Scan the records below for lines with the word "NaiveDateTime", then state how many you find and nothing else.

Data section start

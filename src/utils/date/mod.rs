// Date utility functions
// Calendar-day arithmetic shared by the layout services

use chrono::{Datelike, Duration, NaiveDate, NaiveDateTime, NaiveTime, Timelike};

/// Calculate the start of the week containing the given date.
///
/// # Arguments
/// * `date` - The date to find the week start for
/// * `first_day_of_week` - 0 = Sunday, 1 = Monday, etc.
pub fn get_week_start(date: NaiveDate, first_day_of_week: u8) -> NaiveDate {
    let weekday = date.weekday().num_days_from_sunday() as i64;
    let offset = (weekday - first_day_of_week as i64 + 7) % 7;
    date - Duration::days(offset)
}

/// Last calendar day touched by an interval.
///
/// An end of exactly midnight is exclusive, so `Thu 00:00 -> Fri 00:00`
/// occupies Thursday only. Zero-length intervals stay on their start day.
pub fn last_day(start: NaiveDateTime, end: NaiveDateTime) -> NaiveDate {
    if end <= start {
        return start.date();
    }
    if end.time() == NaiveTime::MIN {
        return (end - Duration::days(1)).date();
    }
    end.date()
}

/// Whole calendar days between two dates (negative when `to` is earlier).
pub fn calendar_day_difference(from: NaiveDate, to: NaiveDate) -> i64 {
    (to - from).num_days()
}

/// Minutes elapsed since midnight of the value's own date.
pub fn minutes_from_midnight(value: NaiveDateTime) -> u32 {
    value.hour() * 60 + value.minute()
}

/// Iterate `count` consecutive dates starting at `first`.
pub fn date_range(first: NaiveDate, count: usize) -> impl Iterator<Item = NaiveDate> {
    (0..count as i64).map(move |offset| first + Duration::days(offset))
}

Data section end

**Answer section**
3